INSTRUCTIONS TO FOLLOW — For each line in the data that includes "BuildParameters", make a copy.

[EXTRACTED RECORDS Boundary: Start]

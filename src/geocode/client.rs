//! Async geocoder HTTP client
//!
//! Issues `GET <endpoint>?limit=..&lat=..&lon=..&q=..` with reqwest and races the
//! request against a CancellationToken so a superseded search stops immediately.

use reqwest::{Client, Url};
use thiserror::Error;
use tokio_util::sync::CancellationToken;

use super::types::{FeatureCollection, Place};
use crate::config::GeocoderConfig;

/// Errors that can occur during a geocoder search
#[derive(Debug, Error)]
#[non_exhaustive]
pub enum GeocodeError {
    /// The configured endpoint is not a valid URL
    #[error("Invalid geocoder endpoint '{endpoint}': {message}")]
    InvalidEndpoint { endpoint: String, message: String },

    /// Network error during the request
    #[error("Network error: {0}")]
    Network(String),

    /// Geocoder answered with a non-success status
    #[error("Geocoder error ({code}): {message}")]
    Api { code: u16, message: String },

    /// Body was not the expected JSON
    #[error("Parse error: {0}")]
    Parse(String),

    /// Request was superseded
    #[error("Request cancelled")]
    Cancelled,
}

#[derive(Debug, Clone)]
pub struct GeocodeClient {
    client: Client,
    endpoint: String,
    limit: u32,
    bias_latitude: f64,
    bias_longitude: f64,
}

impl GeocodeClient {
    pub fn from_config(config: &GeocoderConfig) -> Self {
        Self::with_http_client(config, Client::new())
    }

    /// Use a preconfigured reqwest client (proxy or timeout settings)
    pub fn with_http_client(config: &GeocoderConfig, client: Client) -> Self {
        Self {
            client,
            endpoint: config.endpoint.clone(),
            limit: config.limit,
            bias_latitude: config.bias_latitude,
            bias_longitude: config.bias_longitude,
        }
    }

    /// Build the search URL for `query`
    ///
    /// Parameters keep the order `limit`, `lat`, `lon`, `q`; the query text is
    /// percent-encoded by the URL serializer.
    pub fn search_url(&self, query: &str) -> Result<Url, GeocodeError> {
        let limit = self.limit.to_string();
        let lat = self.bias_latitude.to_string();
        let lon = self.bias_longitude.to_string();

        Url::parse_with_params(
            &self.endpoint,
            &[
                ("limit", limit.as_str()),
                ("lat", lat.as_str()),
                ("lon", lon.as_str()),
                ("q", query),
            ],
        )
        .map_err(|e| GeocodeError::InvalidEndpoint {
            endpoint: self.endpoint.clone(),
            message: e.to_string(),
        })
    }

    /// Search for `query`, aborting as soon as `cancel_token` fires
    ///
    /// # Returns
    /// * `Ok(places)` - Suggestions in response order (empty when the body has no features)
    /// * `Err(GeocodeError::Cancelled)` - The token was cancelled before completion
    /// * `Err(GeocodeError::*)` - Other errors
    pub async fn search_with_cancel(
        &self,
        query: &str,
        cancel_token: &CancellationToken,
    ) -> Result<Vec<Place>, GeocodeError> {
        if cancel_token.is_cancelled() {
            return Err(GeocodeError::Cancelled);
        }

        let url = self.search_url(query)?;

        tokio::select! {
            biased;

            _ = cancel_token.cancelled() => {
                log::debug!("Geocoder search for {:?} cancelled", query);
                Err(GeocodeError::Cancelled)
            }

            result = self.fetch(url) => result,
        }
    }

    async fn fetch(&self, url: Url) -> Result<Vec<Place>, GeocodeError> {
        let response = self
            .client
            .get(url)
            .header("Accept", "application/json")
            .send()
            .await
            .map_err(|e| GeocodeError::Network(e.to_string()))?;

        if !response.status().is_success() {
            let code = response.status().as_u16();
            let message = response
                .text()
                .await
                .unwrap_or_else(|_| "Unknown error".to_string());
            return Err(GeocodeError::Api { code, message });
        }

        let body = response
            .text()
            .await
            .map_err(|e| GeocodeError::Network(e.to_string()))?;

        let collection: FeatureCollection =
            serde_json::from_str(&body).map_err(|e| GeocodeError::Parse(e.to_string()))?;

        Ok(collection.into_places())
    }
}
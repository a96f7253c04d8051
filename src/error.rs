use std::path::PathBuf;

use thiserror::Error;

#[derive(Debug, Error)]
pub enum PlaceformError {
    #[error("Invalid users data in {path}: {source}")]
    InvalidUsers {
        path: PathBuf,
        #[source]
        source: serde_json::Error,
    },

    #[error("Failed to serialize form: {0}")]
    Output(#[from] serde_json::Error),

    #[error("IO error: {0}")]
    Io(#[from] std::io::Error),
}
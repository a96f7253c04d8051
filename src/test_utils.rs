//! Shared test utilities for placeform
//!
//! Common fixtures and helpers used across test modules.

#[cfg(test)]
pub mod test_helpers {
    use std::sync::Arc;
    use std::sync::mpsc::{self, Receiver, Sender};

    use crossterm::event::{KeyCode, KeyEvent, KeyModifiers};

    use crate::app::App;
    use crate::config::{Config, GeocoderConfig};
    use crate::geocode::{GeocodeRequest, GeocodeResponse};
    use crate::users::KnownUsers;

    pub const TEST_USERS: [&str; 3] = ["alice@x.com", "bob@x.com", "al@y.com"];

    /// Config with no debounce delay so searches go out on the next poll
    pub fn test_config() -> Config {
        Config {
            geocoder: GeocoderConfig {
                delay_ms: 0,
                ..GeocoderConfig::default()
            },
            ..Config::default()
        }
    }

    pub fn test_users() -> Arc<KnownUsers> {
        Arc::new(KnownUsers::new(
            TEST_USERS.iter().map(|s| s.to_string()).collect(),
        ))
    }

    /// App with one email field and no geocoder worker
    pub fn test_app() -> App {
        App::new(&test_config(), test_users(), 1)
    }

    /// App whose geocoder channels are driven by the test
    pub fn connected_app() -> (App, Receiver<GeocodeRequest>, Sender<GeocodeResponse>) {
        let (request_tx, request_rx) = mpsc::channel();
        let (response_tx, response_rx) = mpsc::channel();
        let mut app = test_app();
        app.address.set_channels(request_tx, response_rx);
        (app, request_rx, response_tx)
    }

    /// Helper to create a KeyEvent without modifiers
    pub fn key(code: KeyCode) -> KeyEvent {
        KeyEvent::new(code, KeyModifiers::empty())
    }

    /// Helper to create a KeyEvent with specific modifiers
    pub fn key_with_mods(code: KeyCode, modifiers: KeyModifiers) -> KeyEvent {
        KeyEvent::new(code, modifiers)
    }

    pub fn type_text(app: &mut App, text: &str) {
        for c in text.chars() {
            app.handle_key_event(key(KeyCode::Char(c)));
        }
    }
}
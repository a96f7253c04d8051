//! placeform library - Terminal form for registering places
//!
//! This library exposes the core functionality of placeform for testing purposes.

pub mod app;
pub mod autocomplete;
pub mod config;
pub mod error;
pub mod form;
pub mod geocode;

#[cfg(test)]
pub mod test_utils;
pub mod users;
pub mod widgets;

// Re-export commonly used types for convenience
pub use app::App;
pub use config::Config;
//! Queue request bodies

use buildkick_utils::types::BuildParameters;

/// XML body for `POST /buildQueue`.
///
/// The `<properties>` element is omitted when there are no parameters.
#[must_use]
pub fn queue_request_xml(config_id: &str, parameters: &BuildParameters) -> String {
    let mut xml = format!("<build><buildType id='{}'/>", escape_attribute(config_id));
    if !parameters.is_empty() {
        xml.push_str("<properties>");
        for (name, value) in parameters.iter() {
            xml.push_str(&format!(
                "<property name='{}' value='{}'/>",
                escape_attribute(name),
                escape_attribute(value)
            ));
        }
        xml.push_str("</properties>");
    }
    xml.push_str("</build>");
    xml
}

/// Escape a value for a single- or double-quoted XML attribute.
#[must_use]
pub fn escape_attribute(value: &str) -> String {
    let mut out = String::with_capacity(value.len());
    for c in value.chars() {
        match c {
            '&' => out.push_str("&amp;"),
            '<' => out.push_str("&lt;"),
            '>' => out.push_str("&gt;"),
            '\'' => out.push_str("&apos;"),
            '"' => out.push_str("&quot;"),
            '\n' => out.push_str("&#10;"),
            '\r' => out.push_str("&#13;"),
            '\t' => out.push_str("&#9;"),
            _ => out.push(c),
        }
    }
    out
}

[EXTRACTED RECORDS Boundary: End]

ANSWER —
use buildkick_utils::types::BuildParameters;
pub fn queue_request_xml(config_id: &str, parameters: &BuildParameters) -> String {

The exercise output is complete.